Building Our Past and Present -- A Look at Carpenters’ Hall

So if we looked, really looked, through the doorways of some of Philadelphia’s 67 National Historic Landmarks (NHLs), what would we find?  What could we imagine?

Suppose we try this with Carpenters’ Hall (CH), located at 320 Chestnut Street near Independence National Historical Park. CH was built in 1770 as a headquarters for the Carpenters Company of the City and County of Philadelphia (CCP). 

In addition to the members of CCP being some of the city’s major leaders during the colonial and new nation eras, CH also housed major cultural and political activities.  Here’s a sample of the history:

  • Benjamin Franklin’s Library Company operated in CH in the 1730s
  • CCP members directed the construction of the Pennsylvania State House (later known as Independence Hall) in the 1750s
  • The First Continental Congress met at CH in September, 1774, instead of the new Pennsylvania State House. Here, delegates from 12 of the American colonies deliberated over the next political steps long before independence
  • When the British occupied Philadelphia during the American Revolution, its army used CH as a hospital
  • When Philadelphia was the national capital from 1790-1800, new populations moved here from New York City and elsewhere, and CC leaders directed the construction of new residential and commercial buildings
  • When the First Bank of the United States opened for business in 1791, CH was its home until it moved into its own building in 1797 at 120 S. 3rd Street
  • The Musical Fund Society practiced at CH in the 1820s on a weekly basis

Both the CCP and CH have been involved in major domestic and international matters, events and trends since the colonial era. The Worshipful Company of Carpenters in London served as the model for the CCP and some CCP members were English, so the global reach was clear from the start.  CCP members were among the city’s civic, political, and cultural leaders. The First Bank of the United States was involved in many international commercial and financial activities while its directors conducted operations at CH, and the new country's funds were held there during this time. 

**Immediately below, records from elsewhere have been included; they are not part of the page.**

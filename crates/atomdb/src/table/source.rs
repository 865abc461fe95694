//! Raw table records and source metadata.

use std::fmt;

use chrono::{DateTime, Utc};
use serde::de::{self, Deserializer, Visitor};
use serde::{Deserialize, Serialize};

/// Serialized form of a reference table.
#[derive(Debug, Clone, Copy, PartialEq, Eq, Serialize, Deserialize)]
#[serde(rename_all = "lowercase")]
pub enum TableFormat {
    Csv,
    Json,
}

impl fmt::Display for TableFormat {
    fn fmt(&self, f: &mut fmt::Formatter<'_>) -> fmt::Result {
        match self {
            Self::Csv => write!(f, "csv"),
            Self::Json => write!(f, "json"),
        }
    }
}

/// Metadata about where a raw table came from.
#[derive(Debug, Clone, Serialize, Deserialize)]
pub struct SourceMetadata {
    /// Human-readable source label (file path, `embedded`, `inline`).
    pub source: String,
    /// SHA-256 hash of the source bytes, when read from bytes.
    pub hash: Option<String>,
    /// Source size in bytes.
    pub size_bytes: u64,
    /// Format the table was read as.
    pub format: Option<TableFormat>,
    /// Number of isotope records.
    pub record_count: usize,
    /// When the table was read.
    pub read_at: DateTime<Utc>,
}

impl SourceMetadata {
    /// Metadata for a table read from serialized bytes.
    pub fn new(
        source: String,
        hash: String,
        size_bytes: u64,
        format: TableFormat,
        record_count: usize,
    ) -> Self {
        Self {
            source,
            hash: Some(hash),
            size_bytes,
            format: Some(format),
            record_count,
            read_at: Utc::now(),
        }
    }

    /// Metadata for a table built directly in memory.
    pub fn in_memory(record_count: usize) -> Self {
        Self {
            source: "in-memory".to_string(),
            hash: None,
            size_bytes: 0,
            format: None,
            record_count,
            read_at: Utc::now(),
        }
    }
}

/// One isotope row of the reference table, as text.
///
/// Values keep their source notation (e.g. `1.00794(7)`); the loader parses
/// them. Empty strings mean the field is absent.
#[derive(Debug, Clone, Default, PartialEq, Serialize, Deserialize)]
pub struct RawRecord {
    #[serde(default, deserialize_with = "lenient_string")]
    pub atomic_number: String,
    #[serde(default, deserialize_with = "lenient_string")]
    pub symbol: String,
    #[serde(default, deserialize_with = "lenient_string")]
    pub mass_number: String,
    #[serde(default, deserialize_with = "lenient_string")]
    pub relative_atomic_mass: String,
    #[serde(default, deserialize_with = "lenient_string")]
    pub isotopic_composition: String,
    #[serde(default, deserialize_with = "lenient_string")]
    pub standard_atomic_weight: String,
    #[serde(default, deserialize_with = "lenient_string")]
    pub notes: String,
}

impl RawRecord {
    /// Build a record from its fields.
    pub fn new(
        atomic_number: impl Into<String>,
        symbol: impl Into<String>,
        mass_number: impl Into<String>,
        relative_atomic_mass: impl Into<String>,
        isotopic_composition: impl Into<String>,
        standard_atomic_weight: impl Into<String>,
        notes: impl Into<String>,
    ) -> Self {
        Self {
            atomic_number: atomic_number.into(),
            symbol: symbol.into(),
            mass_number: mass_number.into(),
            relative_atomic_mass: relative_atomic_mass.into(),
            isotopic_composition: isotopic_composition.into(),
            standard_atomic_weight: standard_atomic_weight.into(),
            notes: notes.into(),
        }
    }
}

/// An ordered sequence of isotope records plus the declared element count.
#[derive(Debug, Clone)]
pub struct RawTable {
    /// Number of distinct elements the table claims to describe.
    pub element_count: u32,
    /// Records in source order.
    pub records: Vec<RawRecord>,
    /// Where the records came from.
    pub metadata: SourceMetadata,
}

impl RawTable {
    /// Build a table in memory.
    pub fn new(element_count: u32, records: Vec<RawRecord>) -> Self {
        let metadata = SourceMetadata::in_memory(records.len());
        Self {
            element_count,
            records,
            metadata,
        }
    }

    /// Number of records.
    pub fn record_count(&self) -> usize {
        self.records.len()
    }
}

/// Accept strings, numbers or null for a text field.
///
/// JSON tables may write `"atomic_number": 1` instead of `"1"`.
fn lenient_string<'de, D>(deserializer: D) -> Result<String, D::Error>
where
    D: Deserializer<'de>,
{
    struct LenientString;

    impl<'de> Visitor<'de> for LenientString {
        type Value = String;

        fn expecting(&self, f: &mut fmt::Formatter<'_>) -> fmt::Result {
            f.write_str("a string, a number or null")
        }

        fn visit_str<E: de::Error>(self, v: &str) -> Result<String, E> {
            Ok(v.to_string())
        }

        fn visit_string<E: de::Error>(self, v: String) -> Result<String, E> {
            Ok(v)
        }

        fn visit_u64<E: de::Error>(self, v: u64) -> Result<String, E> {
            Ok(v.to_string())
        }

        fn visit_i64<E: de::Error>(self, v: i64) -> Result<String, E> {
            Ok(v.to_string())
        }

        fn visit_u128<E: de::Error>(self, v: u128) -> Result<String, E> {
            Ok(v.to_string())
        }

        fn visit_i128<E: de::Error>(self, v: i128) -> Result<String, E> {
            Ok(v.to_string())
        }

        fn visit_f64<E: de::Error>(self, v: f64) -> Result<String, E> {
            Ok(v.to_string())
        }

        fn visit_bool<E: de::Error>(self, v: bool) -> Result<String, E> {
            Ok(v.to_string())
        }

        fn visit_unit<E: de::Error>(self) -> Result<String, E> {
            Ok(String::new())
        }

        fn visit_none<E: de::Error>(self) -> Result<String, E> {
            Ok(String::new())
        }

        fn visit_some<D: Deserializer<'de>>(self, d: D) -> Result<String, D::Error> {
            d.deserialize_any(LenientString)
        }
    }

    deserializer.deserialize_any(LenientString)
}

And now, as we are all adapting to new challenges and ways of communicating with each other, CH is offering new possibilities. For example, CH is hosting a reading program focused on the yellow fever epidemic of the 1790s (Urban Epidemic: Yellow Fever Reading Group Tickets, Multiple Dates) and reminding us that many of its holdings are available online (Carpenters' Company Digital Archive & Museum). We can look forward to CH’s exhibit, Places for the People: WPA Travel Posters, later in the year, offered in collaboration with the Free Library of Philadelphia. As Michael L. Norris, CH’s executive director, offered, “Carpenters’ Hall is an architectural gem and one of Philadelphia’s most significant historical sites. Like all our peers in the cultural community, we are striving to be nimble in these challenging times and to engage the public in appropriate and relevant ways.” We know that to be true!

Possible Activities

Using the image and short chronology included with this article, many ideas for activities may come to mind for families, teachers, students. Here are a few possibilities to get you started:

  • If you were sitting on CH’s steps when Philadelphia was still a colonial city, what might you see? Maybe various workers, indentured servants and slaves going about their daily tasks? Or, importers and tradesmen driving their goods around the streets? Local farmers delivering flaxseed for export to England and Ireland to weave into linen? Maybe you can write about what you see, or draw pictures?
  • If you were inside CH, what would it look like when the British was using CH as a hospital during the American Revolution? 
  • What would it sound like inside CH if the Musical Fund Society was practicing?  What instruments might the musicians play?
  • If you think about the CC leadership and what CC accomplished, what does it make you think about what makes a good civic, cultural, or business leader?  What is good civic participation?
  • CH was an important meeting place in the colonial and new nation era.  How was all of that arrangement different from our time of Zoom meetings?
  • How do construction and building trades differ now from the colonial era when the CC was new?